[01:09:37] <icinga-wm>	 PROBLEM - MariaDB sustained replica lag on m1 on db1117 is CRITICAL: 24.8 ge 2 https://wikitech.wikimedia.org/wiki/MariaDB/troubleshooting%23Replication_lag https://grafana.wikimedia.org/d/000000273/mysql?orgId=1&var-server=db1117&var-port=13321
[01:11:23] <icinga-wm>	 PROBLEM - MariaDB sustained replica lag on m1 on db2160 is CRITICAL: 17 ge 2 https://wikitech.wikimedia.org/wiki/MariaDB/troubleshooting%23Replication_lag https://grafana.wikimedia.org/d/000000273/mysql?orgId=1&var-server=db2160&var-port=13321
[01:11:27] <icinga-wm>	 RECOVERY - MariaDB sustained replica lag on m1 on db1117 is OK: (C)2 ge (W)1 ge 0 https://wikitech.wikimedia.org/wiki/MariaDB/troubleshooting%23Replication_lag https://grafana.wikimedia.org/d/000000273/mysql?orgId=1&var-server=db1117&var-port=13321
[01:13:11] <icinga-wm>	 RECOVERY - MariaDB sustained replica lag on m1 on db2160 is OK: (C)2 ge (W)1 ge 0 https://wikitech.wikimedia.org/wiki/MariaDB/troubleshooting%23Replication_lag https://grafana.wikimedia.org/d/000000273/mysql?orgId=1&var-server=db2160&var-port=13321
[07:20:27] <Emperor>	 these systemd alerts are still too noisy IMO
[07:26:53] <Emperor>	 I don't mind it logging those things somewhere or having some place I can check them, but I don't think they need to be on this channel. 
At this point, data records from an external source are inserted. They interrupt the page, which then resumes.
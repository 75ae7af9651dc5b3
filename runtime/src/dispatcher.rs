//! Worker pool draining one shared delivery stream.
//!
//! # Pattern
//!
//! ```text
//!             ┌──────────► worker 0 ──┐
//! deliveries ─┼──────────► worker 1 ──┼──► AccountProcessor | TransactionProcessor
//! (one lock)  └──────────► worker W ──┘
//! ```
//!
//! `W` tasks share the receive side of a single [`EnvelopeStream`]. A worker
//! takes the next envelope, decodes it by kind, runs the matching processor
//! to completion, then goes back for the next one. Workers are not
//! partitioned by account: two commands for the same account may run on two
//! workers at once, and the ledger store's row lock is what serializes them.
//!
//! Payloads that do not decode are logged and dropped. Processor failures
//! are logged; there is no caller to report them to.
//!
//! # Shutdown
//!
//! Workers watch a `broadcast` shutdown signal while waiting for the next
//! envelope. A command already being processed always runs to completion.

use crate::account_processor::AccountProcessor;
use crate::metrics::LedgerMetrics;
use crate::transaction_processor::TransactionProcessor;
use banking_ledger_core::account::{Account, AccountData};
use banking_ledger_core::error::LedgerError;
use banking_ledger_core::queue::{CommandEnvelope, CommandKind, CommandQueue, EnvelopeStream, QueueError, tag};
use banking_ledger_core::transaction::TransactionData;
use futures::StreamExt;
use rust_decimal::Decimal;
use std::sync::Arc;
use std::time::Duration;
use thiserror::Error;
use tokio::sync::{Mutex, broadcast};
use tokio::task::JoinHandle;
use tracing::{debug, error, info, warn};

/// Default number of workers.
pub const DEFAULT_WORKERS: usize = 4;

/// A payload that is not a valid command of its kind.
#[derive(Error, Debug)]
#[error("Failed to decode {kind} command: {source}")]
pub struct DecodeError {
    /// Kind the payload was expected to be
    pub kind: CommandKind,
    /// Underlying JSON error
    #[source]
    pub source: serde_json::Error,
}

/// Why a delivered envelope did not take effect.
#[derive(Error, Debug)]
pub enum DispatchError {
    /// The payload was dropped undecoded
    #[error(transparent)]
    Decode(#[from] DecodeError),

    /// The processor rejected the command
    #[error(transparent)]
    Rejected(#[from] LedgerError),
}

/// A command decoded from an envelope.
#[derive(Debug, Clone, PartialEq, Eq)]
pub enum Command {
    /// Open an account
    CreateAccount(AccountData),
    /// Deposit or withdraw
    Transaction(TransactionData),
}

impl Command {
    /// Decode `envelope.payload` as the shape its kind calls for.
    ///
    /// # Errors
    ///
    /// Returns [`DecodeError`] when the JSON is malformed or has any field
    /// missing, mistyped or unexpected.
    pub fn decode(envelope: &CommandEnvelope) -> Result<Self, DecodeError> {
        let decoded = match envelope.kind {
            CommandKind::CreateAccount => {
                serde_json::from_slice(&envelope.payload).map(Self::CreateAccount)
            }
            CommandKind::Transaction => {
                serde_json::from_slice(&envelope.payload).map(Self::Transaction)
            }
        };
        decoded.map_err(|source| DecodeError {
            kind: envelope.kind,
            source,
        })
    }
}

/// Result of a successfully processed command.
#[derive(Debug, Clone, PartialEq, Eq)]
pub enum Processed {
    /// The account row was inserted
    AccountCreated(Account),
    /// The transaction committed with this balance
    TransactionApplied(Decimal),
}

/// Routes decoded commands to the two processors.
pub struct Dispatcher {
    accounts: AccountProcessor,
    transactions: TransactionProcessor,
    workers: usize,
}

impl Dispatcher {
    /// Create a dispatcher running [`DEFAULT_WORKERS`] workers.
    #[must_use]
    pub const fn new(accounts: AccountProcessor, transactions: TransactionProcessor) -> Self {
        Self {
            accounts,
            transactions,
            workers: DEFAULT_WORKERS,
        }
    }

    /// Set the worker count. Zero is raised to one.
    #[must_use]
    pub fn with_workers(mut self, workers: usize) -> Self {
        self.workers = workers.max(1);
        self
    }

    /// Number of workers [`spawn`](Self::spawn) starts.
    #[must_use]
    pub const fn workers(&self) -> usize {
        self.workers
    }

    /// Decode one envelope and run it through its processor.
    ///
    /// # Errors
    ///
    /// - [`DispatchError::Decode`]: the payload was not a valid command
    /// - [`DispatchError::Rejected`]: the processor returned an error
    pub async fn dispatch(&self, envelope: &CommandEnvelope) -> Result<Processed, DispatchError> {
        LedgerMetrics::command_received(envelope.kind.as_str());

        let command = Command::decode(envelope).inspect_err(|_| {
            LedgerMetrics::decode_failed(envelope.kind.as_str());
        })?;

        let processed = match command {
            Command::CreateAccount(data) => {
                Processed::AccountCreated(self.accounts.process(&data).await?)
            }
            Command::Transaction(data) => {
                Processed::TransactionApplied(self.transactions.process(&data).await?)
            }
        };
        Ok(processed)
    }

    /// Start the worker pool on `deliveries`.
    ///
    /// Workers stop when `shutdown` fires or the stream ends.
    #[must_use]
    pub fn spawn(
        self,
        deliveries: EnvelopeStream,
        shutdown: &broadcast::Sender<()>,
    ) -> DispatcherHandle {
        let workers = self.workers;
        let dispatcher = Arc::new(self);
        let deliveries = Arc::new(Mutex::new(deliveries));

        let handles = (0..workers)
            .map(|worker_id| {
                let dispatcher = Arc::clone(&dispatcher);
                let deliveries = Arc::clone(&deliveries);
                let shutdown = shutdown.subscribe();
                tokio::spawn(async move {
                    dispatcher.worker_loop(worker_id, deliveries, shutdown).await;
                })
            })
            .collect();

        info!(workers, "Dispatcher started");
        DispatcherHandle { handles }
    }

    async fn worker_loop(
        &self,
        worker_id: usize,
        deliveries: Arc<Mutex<EnvelopeStream>>,
        mut shutdown: broadcast::Receiver<()>,
    ) {
        debug!(worker_id, "Worker started");

        loop {
            let next = tokio::select! {
                biased;
                _ = shutdown.recv() => {
                    info!(worker_id, "Worker received shutdown signal");
                    break;
                }
                next = next_delivery(&deliveries) => next,
            };

            match next {
                Some(Ok(envelope)) => self.handle(worker_id, &envelope).await,
                Some(Err(e)) => {
                    error!(worker_id, error = %e, "Error receiving command from queue");
                }
                None => {
                    info!(worker_id, "Delivery stream ended");
                    break;
                }
            }
        }

        debug!(worker_id, "Worker stopped");
    }

    async fn handle(&self, worker_id: usize, envelope: &CommandEnvelope) {
        match self.dispatch(envelope).await {
            Ok(Processed::AccountCreated(account)) => {
                debug!(worker_id, account_number = %account.account_number, "Account command done");
            }
            Ok(Processed::TransactionApplied(balance)) => {
                debug!(worker_id, balance = %balance, "Transaction command done");
            }
            Err(DispatchError::Decode(e)) => {
                error!(
                    worker_id,
                    kind = %e.kind,
                    bytes = envelope.payload.len(),
                    error = %e,
                    "Dropping undecodable command"
                );
            }
            Err(DispatchError::Rejected(e)) => {
                warn!(
                    worker_id,
                    kind = %envelope.kind,
                    reason = e.kind(),
                    error = %e,
                    "Command did not take effect"
                );
            }
        }
    }
}

async fn next_delivery(
    deliveries: &Mutex<EnvelopeStream>,
) -> Option<Result<CommandEnvelope, QueueError>> {
    deliveries.lock().await.next().await
}

/// Join handle for a running worker pool.
pub struct DispatcherHandle {
    handles: Vec<JoinHandle<()>>,
}

impl DispatcherHandle {
    /// Number of workers started.
    #[must_use]
    pub fn workers(&self) -> usize {
        self.handles.len()
    }

    /// Wait for every worker to stop.
    pub async fn join(self) {
        for result in futures::future::join_all(self.handles).await {
            if let Err(e) = result {
                error!(error = %e, "Worker task failed");
            }
        }
    }

    /// Wait for every worker to stop, giving up after `timeout`.
    ///
    /// Returns `true` if all workers stopped in time.
    pub async fn join_timeout(self, timeout: Duration) -> bool {
        if tokio::time::timeout(timeout, self.join()).await.is_ok() {
            info!("All workers stopped");
            true
        } else {
            warn!(
                timeout_ms = u64::try_from(timeout.as_millis()).unwrap_or(u64::MAX),
                "Workers did not stop before the shutdown timeout"
            );
            false
        }
    }
}

/// Subscribe to every `(queue, kind)` route and merge the deliveries.
///
/// # Errors
///
/// Returns the first subscription error.
pub async fn subscribe_all(
    queue: &dyn CommandQueue,
    routes: &[(String, CommandKind)],
) -> Result<EnvelopeStream, QueueError> {
    let mut streams = Vec::with_capacity(routes.len());
    for (name, kind) in routes {
        let deliveries = queue.consume(name).await?;
        info!(queue = %name, kind = %kind, "Subscribed to queue");
        streams.push(tag(*kind, deliveries));
    }
    Ok(Box::pin(futures::stream::select_all(streams)))
}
[07:29:45] <RhinosF1>	 Maybe move them to the feed channel
[07:30:14] <RhinosF1>	 There's already #wikimedia-data-persistence-feed for wikibugs “spam”
[08:24:37] <jynus>	 the main issue is that tha lag check is not configurable
[08:25:26] <jynus>	 ideally there would be a warning_value => / critical_value => 100, but that is not implemented
[08:43:07] <Emperor>	 jynus: I think that might apply to the replica lag alerts, but not the 8 messages about Systemd units of various flavours overnight
[08:44:24] <jynus>	 that's another thing we discussed with obs team
[08:44:37] <jynus>	 those should mostly all be warnings
[08:51:04] <jynus>	 not against moving stuff around, but ideally we should fix the "root causes" if we can, rather than hide them, when possible
[08:52:38] <Emperor>	 I'm guessing these new alerts are as a result of sprint week; is it unreasonable to be a bit grumpy at the prospect of having to work out how to turn them into warnings when I didn't cause them to appear in the first place?
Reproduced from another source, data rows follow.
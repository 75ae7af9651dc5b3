//! Time source injected into processors.

use chrono::{DateTime, Utc};

/// Source of the current time.
///
/// Processors stamp `createdAt` and ledger entry timestamps through this
/// trait so tests can substitute a fixed clock.
pub trait Clock: Send + Sync {
    /// Current time.
    fn now(&self) -> DateTime<Utc>;
}

/// Wall-clock time.
#[derive(Debug, Clone, Copy, Default)]
pub struct SystemClock;

impl Clock for SystemClock {
    fn now(&self) -> DateTime<Utc> {
        Utc::now()
    }
}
[08:53:19] <jynus>	 I don't think you should do it
[08:53:28] <jynus>	 but the people that added them
[09:56:54] <Amir1>	 The replica lag is basically all on m1. e.g. replag in a mw would be quite important 
[09:57:08] <Amir1>	 but we need to maybe fix something about m1
[09:59:21] <jynus>	 I don't think that is possible- backups are created of 20 million files at a time from ci
[09:59:33] <jynus>	 what we need is that configurable lag for misc servers
[10:01:49] <Amir1>	 yeah, it can be a separate alert for now maybe?
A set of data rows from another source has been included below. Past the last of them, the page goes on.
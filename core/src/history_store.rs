//! History store abstraction: the append-only audit trail.
//!
//! Every processed command appends exactly one [`LedgerEntry`]. Appends are
//! best effort: they are not transactional with the ledger mutation, are not
//! locked, and may be lost, duplicated or reordered relative to it. The
//! history store is never a source of truth for balances.
//!
//! There is no update or delete path.

use crate::account::AccountNumber;
use crate::ledger_entry::LedgerEntry;
use std::future::Future;
use std::pin::Pin;
use thiserror::Error;

/// Errors raised by a history store (the audit-write error class).
#[derive(Error, Debug, Clone, PartialEq, Eq)]
pub enum HistoryStoreError {
    /// Could not reach the store.
    #[error("Connection failed: {0}")]
    ConnectionFailed(String),

    /// The insert was rejected or failed.
    #[error("Insert into '{collection}' failed: {reason}")]
    InsertFailed {
        /// Target collection
        collection: String,
        /// The reason for failure
        reason: String,
    },

    /// A read query failed.
    #[error("Query on '{collection}' failed: {reason}")]
    QueryFailed {
        /// Queried collection
        collection: String,
        /// The reason for failure
        reason: String,
    },

    /// A stored document could not be encoded or decoded.
    #[error("Serialization error: {0}")]
    SerializationError(String),
}

/// Append-only store of [`LedgerEntry`] documents, grouped in named
/// collections.
pub trait HistoryStore: Send + Sync {
    /// Append one entry to `collection`.
    ///
    /// # Errors
    ///
    /// - `InsertFailed` / `ConnectionFailed`: the append did not happen
    /// - `SerializationError`: the entry could not be encoded
    fn insert(
        &self,
        collection: &str,
        entry: &LedgerEntry,
    ) -> Pin<Box<dyn Future<Output = Result<(), HistoryStoreError>> + Send + '_>>;

    /// All entries for one account, newest first.
    ///
    /// Read side only.
    ///
    /// # Errors
    ///
    /// - `QueryFailed`: the query failed
    /// - `SerializationError`: a stored document could not be decoded
    fn find_by_account(
        &self,
        collection: &str,
        account_number: &AccountNumber,
    ) -> Pin<Box<dyn Future<Output = Result<Vec<LedgerEntry>, HistoryStoreError>> + Send + '_>>;
}

#[cfg(test)]
mod tests {
    use super::*;

    #[test]
    fn insert_failed_display() {
        let error = HistoryStoreError::InsertFailed {
            collection: "transactions".to_string(),
            reason: "timeout".to_string(),
        };
        let display = format!("{error}");
        assert!(display.contains("transactions"));
        assert!(display.contains("timeout"));
    }
}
[10:02:35] <jynus>	 don't ask me- I don't handle databases
[10:05:23] <jynus>	 and last time puppet was touched I warned things like this would happen
[10:13:38] <Emperor>	 godog: sorry, it's not quite clear who to ask about alerting changes made during sprint week, and I think you were tech lead on the alert project. Could we not have the new Systemd alerts (e.g. the 8 here overnight) on this IRC channel, please? I think preference is not to get notified about them at all, but sending them to the wikimedia-data-persistence-feed channel would also be OK...
[10:17:47] <godog>	 Emperor: I'm going to lunch and will get back to you this afternoon
[10:18:25] <Emperor>	 thanks :)
[10:48:34] <jinxer-wm>	 (SystemdUnitFailed) firing: minio.service Failed on backup1004:9100 - https://wikitech.wikimedia.org/wiki/Monitoring/check_systemd_state - https://grafana.wikimedia.org/d/g-AaZRFWk/systemd-status?orgId=1&forceLogin&editPanel=13 - https://alerts.wikimedia.org/?q=alertname%3DSystemdUnitFailed
[10:51:18] <jynus>	 that's me
[11:14:37] <jinxer-wm>	 (SystemdUnitFailed) resolved: minio.service Failed on backup1004:9100 - https://wikitech.wikimedia.org/wiki/Monitoring/check_systemd_state - https://grafana.wikimedia.org/d/g-AaZRFWk/systemd-status?orgId=1&forceLogin&editPanel=13 - https://alerts.wikimedia.org/?q=alertname%3DSystemdUnitFailed
[11:21:27] <jynus>	 sadly, I have bad news
[11:44:30] <jynus>	 all the backups of swift are no longer useful
[11:59:06] <Emperor>	 Um, could you elaborate on that?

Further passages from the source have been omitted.